Oggi, dunque, Antonio Canova torna a Treviso con un itinerario inedito e del tutto originale, che vuole essere scientifico e didattico al tempo stesso, raccontando qualcosa di nuovo sull’artista e sulla sua opera. Verranno portate alla conoscenza del vasto pubblico molte opere inedite, presenti all’interno degli archivi museali e restaurate per l’occasione. Circa la metà delle opere in esposizione provengono dunque dai depositi cittadini, ma non mancheranno capolavori in prestito da molti musei nazionali e in qualche caso dall’estero. Era previsto anche l’arrivo di un marmo dall’Ermitage di San Pietroburgo, ma la recente invasione della Russia in Ucraina ha congelato i rapporti anche tra i musei e fatto saltare tutti gli accordi. Oltre al filone della trevigianità l’esposizione, che ripercorre 50 anni di produzione scultorea nella sua evoluzione, presenterà una nuova lettura critica dell’artista, rappresentato come ponte tra la cultura classica e quella romantica, con un piede già proteso verso la modernità.

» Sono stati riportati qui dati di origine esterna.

//! Engagement core: posts, likes, comments and their side effects.

pub mod services;

#[cfg(any(test, feature = "test-utils"))]
pub mod testing;

pub use services::*;
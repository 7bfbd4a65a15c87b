//! Media service client.
//!
//! Uploads go straight to the media service over HTTP. Deletes are
//! published to the bus as a command and never awaited by the caller.

use std::sync::Arc;
use std::time::Duration;

use async_trait::async_trait;
use bytes::Bytes;
use posts_common::{AppError, AppResult, RequestContext};
use reqwest::multipart::{Form, Part};
use serde::{Deserialize, Serialize};
use serde_json::json;

use crate::services::event_publisher::EventPublisherService;

/// A file received from a client, ready to be forwarded.
#[derive(Debug, Clone)]
pub struct MediaUpload {
    pub file_name: String,
    pub content_type: Option<String>,
    pub bytes: Bytes,
}

/// Media reference as returned by the media service.
#[derive(Debug, Clone, PartialEq, Eq, Serialize, Deserialize)]
pub struct MediaRef {
    #[serde(alias = "Id")]
    pub id: i64,
    #[serde(default, alias = "Url")]
    pub url: String,
}

/// Media storage collaborator.
#[async_trait]
pub trait MediaService: Send + Sync {
    /// Store a file and return its media id.
    async fn upload(&self, ctx: &RequestContext, file: MediaUpload) -> AppResult<i64>;

    /// Request deletion of a stored file.
    async fn delete(&self, ctx: &RequestContext, media_id: i64) -> AppResult<()>;
}

/// Type alias for a shared media service.
pub type MediaServiceRef = Arc<dyn MediaService>;

/// HTTP + bus backed media client.
#[derive(Clone)]
pub struct RestMediaClient {
    http_client: reqwest::Client,
    base_url: String,
    timeout: Duration,
    events: EventPublisherService,
    delete_channel: String,
}

impl RestMediaClient {
    /// Create a new media client.
    #[must_use]
    pub fn new(
        http_client: reqwest::Client,
        base_url: impl Into<String>,
        timeout: Duration,
        events: EventPublisherService,
        delete_channel: impl Into<String>,
    ) -> Self {
        Self {
            http_client,
            base_url: base_url.into(),
            timeout,
            events,
            delete_channel: delete_channel.into(),
        }
    }

    fn upload_url(&self) -> String {
        format!("{}/api/medias", self.base_url.trim_end_matches('/'))
    }

    async fn send_upload(&self, form: Form) -> AppResult<MediaRef> {
        let response = self
            .http_client
            .post(self.upload_url())
            .multipart(form)
            .send()
            .await
            .map_err(|e| AppError::Upstream(format!("media upload failed: {e}")))?;

        let status = response.status();
        if !status.is_success() {
            return Err(AppError::Upstream(format!(
                "media service answered {status}"
            )));
        }

        response
            .json::<MediaRef>()
            .await
            .map_err(|e| AppError::Upstream(format!("invalid media response: {e}")))
    }
}

#[async_trait]
impl MediaService for RestMediaClient {
    async fn upload(&self, ctx: &RequestContext, file: MediaUpload) -> AppResult<i64> {
        let mut part = Part::bytes(file.bytes.to_vec()).file_name(file.file_name);
        if let Some(content_type) = file.content_type.as_deref() {
            part = part
                .mime_str(content_type)
                .map_err(|e| AppError::BadRequest(format!("Invalid content type: {e}")))?;
        }
        let form = Form::new().part("files", part);

        let media = ctx
            .bounded("media upload", self.timeout, self.send_upload(form))
            .await?;

        tracing::debug!(
            request_id = %ctx.request_id(),
            media_id = media.id,
            "Media uploaded"
        );
        Ok(media.id)
    }

    async fn delete(&self, ctx: &RequestContext, media_id: i64) -> AppResult<()> {
        let command = json!(MediaRef {
            id: media_id,
            url: String::new(),
        });

        ctx.bounded(
            "media delete",
            self.timeout,
            self.events.publish(&self.delete_channel, command),
        )
        .await
    }
}

#[cfg(test)]
#[allow(clippy::unwrap_used)]
mod tests {
    use super::*;
    use crate::testing::RecordingEventPublisher;

    fn client(events: EventPublisherService) -> RestMediaClient {
        RestMediaClient::new(
            reqwest::Client::new(),
            "http://media.local/",
            Duration::from_secs(1),
            events,
            "media:delete",
        )
    }

    #[test]
    fn test_upload_url_trims_trailing_slash() {
        let client = client(Arc::new(RecordingEventPublisher::new()));
        assert_eq!(client.upload_url(), "http://media.local/api/medias");
    }

    #[test]
    fn test_media_ref_accepts_both_casings() {
        let lower: MediaRef = serde_json::from_str(r#"{"id": 5, "url": "u"}"#).unwrap();
        let upper: MediaRef = serde_json::from_str(r#"{"Id": 5, "Url": "u"}"#).unwrap();
        assert_eq!(lower, upper);

        let bare: MediaRef = serde_json::from_str(r#"{"id": 6}"#).unwrap();
        assert!(bare.url.is_empty());
    }

    #[tokio::test]
    async fn test_delete_publishes_command() {
        let events = Arc::new(RecordingEventPublisher::new());
        let client = client(events.clone());

        client.delete(&RequestContext::new(), 42).await.unwrap();

        let published = events.published().await;
        assert_eq!(published.len(), 1);
        assert_eq!(published[0].0, "media:delete");
        assert_eq!(published[0].1, json!({"id": 42, "url": ""}));
    }

    #[tokio::test]
    async fn test_delete_on_cancelled_context() {
        let events = Arc::new(RecordingEventPublisher::new());
        let client = client(events.clone());
        let ctx = RequestContext::new();
        ctx.cancel();

        let result = client.delete(&ctx, 42).await;

        assert!(matches!(result, Err(AppError::Cancelled)));
        assert!(events.published().await.is_empty());
    }
}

A esprimere la propria soddisfazione per il progetto è intervenuto anche il sindaco di Treviso, Mario Conte, che ha ricordato come, a causa della pandemia, tutti i progetti delle mostre trevigiane avessero subito una battuta d’arresto e come in questi due anni sia stato necessario ripensare all’offerta culturale cittadina, che, nonostante tutto, prosegue tenendo fissi gli obiettivi di qualità, scientificità e internazionalità.

L’assessora alla Cultura, Lavinia Colonna Preti, si è invece soffermata su alcune opere tributo al Canova che saranno in mostra. Tra queste alcuni famosi ritratti e i calchi della mano destra e la maschera funeraria del maestro. Anch’essi fanno parte delle opere presenti nei depositi dei musei cicvici e sono stati restaurati per l’occasione. “Quando, il 13 ottobre 1822, Canova muore - spiega il direttore del museo -, scatta la caccia alle sue reliquie, quasi fosse un santo. I calchi di Treviso, rari, sono quindi l’esito di quel mito che era evoluto in un culto”.

La mostra sarà aperta dal martedì alla domenica, dalle 10 alle 18. Biglietto intero 9 euro, ridotto 6 euro.